New York Trip Bonus 2: Washington

Highly recommended by our friends, Washington was an actual bonus, because technically it was a 23 hour layover on our way back to Amsterdam. My husband excels at finding the best possible flight connections, so we were able to see a glimpse of a very interesting city (and visit another state!). Greeted by incredible humidity, we spent an evening walking around before adjourning to a local pub for a comforting meal and a pint of local IPA. If I had successfully managed to avoid seeing cockroaches in New York, the short visit to Washington more than made up for that loss — I saw three big cockroaches walking down the street in the space of a couple of hours. Yikes.
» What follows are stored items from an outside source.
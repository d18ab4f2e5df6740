//! Double-DQN agent implemented with [candle](https://crates.io/crates/candle-core).
pub mod dqn;
pub mod mlp;
pub mod opt;
pub mod qnet;
pub mod util;
use anyhow::Result;
use serde::{Deserialize, Serialize};

#[derive(Clone, Debug, Copy, Deserialize, Serialize, PartialEq)]
/// Device for using candle.
///
/// This enum is added because [`candle_core::Device`] does not support
/// serialization.
pub enum Device {
    /// The main CPU device.
    Cpu,

    /// The main GPU device.
    Cuda(usize),
}

impl Default for Device {
    fn default() -> Self {
        Self::Cpu
    }
}

impl Device {
    /// Resolves into a [`candle_core::Device`].
    pub fn build(&self) -> Result<candle_core::Device> {
        match self {
            Self::Cpu => Ok(candle_core::Device::Cpu),
            Self::Cuda(n) => Ok(candle_core::Device::new_cuda(*n)?),
        }
    }
}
But aside from insects, the city was a pleasant surprise. As with Philadelphia, we were given a crash course in American history, this time at the Capitol, where I miraculously managed to secure one of the last free slots. There are several tours happening at once around the Capitol, each with a very charismatic and dedicated tour guide. The fact that we were visiting the city the day before 4th July, meant that there was an even more noticeable air of pride and patriotism. For a moment, I regretted not having been to the city on the actual Independence Day, but when after getting back to the Netherlands I read about the 17 mass shootings recorded across the country the previous day, I was glad to have departed on the 3rd.

That’s the thing about America — a beautiful vision gets punctured by the sound of a rifle, and I’m instantly reminded why I wouldn’t want to live there. But still, visiting America is a lot of fun and I’ll definitely be back for more.